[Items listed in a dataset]
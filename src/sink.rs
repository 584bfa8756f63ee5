//! Destinations for finished images.
use crate::error::Result;
use crate::image::io::{save_png_preview, write_text_matrix};
use crate::types::{Image, ManifestEntry};

/// Receives each image exactly once, after rasterization has finished.
pub trait ImageSink {
    fn write(&mut self, image: &Image) -> Result<()>;
}

/// Writes the text matrix (and optionally a PNG preview) next to `image.fname`
/// and records a manifest entry per image.
#[derive(Debug, Default)]
pub struct FileSink {
    png_preview: bool,
    entries: Vec<ManifestEntry>,
}

impl FileSink {
    pub fn new(png_preview: bool) -> Self {
        Self {
            png_preview,
            entries: Vec::new(),
        }
    }

    pub fn entries(&self) -> &[ManifestEntry] {
        &self.entries
    }
}

impl ImageSink for FileSink {
    fn write(&mut self, image: &Image) -> Result<()> {
        write_text_matrix(image.index, &image.intensity, &image.fname)?;
        if self.png_preview {
            let png = image.fname.with_extension("png");
            save_png_preview(image.index, &image.intensity, &png)?;
        }
        self.entries.push(ManifestEntry::from_image(image));
        Ok(())
    }
}

/// Keeps every image in memory.
#[derive(Debug, Default)]
pub struct MemorySink {
    pub images: Vec<Image>,
}

impl ImageSink for MemorySink {
    fn write(&mut self, image: &Image) -> Result<()> {
        self.images.push(image.clone());
        Ok(())
    }
}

*Your objective*
What you return must match the entries exactly, word for word.

*Answer to this problem*
filename src/sink.rs
repository 584bfa8756f63ee5
//! Destinations for finished images.
use crate::error::Result;
use crate::image::io::{save_png_preview, write_text_matrix};
use crate::types::{Image, ManifestEntry};

/// Receives each image exactly once, after rasterization has finished.
pub trait ImageSink {
    fn write(&mut self, image: &Image) -> Result<()>;
}

/// Writes the text matrix (and optionally a PNG preview) next to `image.fname`
/// and records a manifest entry per image.
#[derive(Debug, Default)]
pub struct FileSink {
    png_preview: bool,
    entries: Vec<ManifestEntry>,
}

impl FileSink {
    pub fn new(png_preview: bool) -> Self {
        Self {
            png_preview,
            entries: Vec::new(),
        }
    }

    pub fn entries(&self) -> &[ManifestEntry] {
        &self.entries
    }
}

impl ImageSink for FileSink {
    fn write(&mut self, image: &Image) -> Result<()> {
        write_text_matrix(image.index, &image.intensity, &image.fname)?;
        if self.png_preview {
            let png = image.fname.with_extension("png");
            save_png_preview(image.index, &image.intensity, &png)?;
        }
        self.entries.push(ManifestEntry::from_image(image));
        Ok(())
    }
}

/// Keeps every image in memory.
#[derive(Debug, Default)]
pub struct MemorySink {
    pub images: Vec<Image>,
}

impl ImageSink for MemorySink {
    fn write(&mut self, image: &Image) -> Result<()> {
        self.images.push(image.clone());
        Ok(())
    }
}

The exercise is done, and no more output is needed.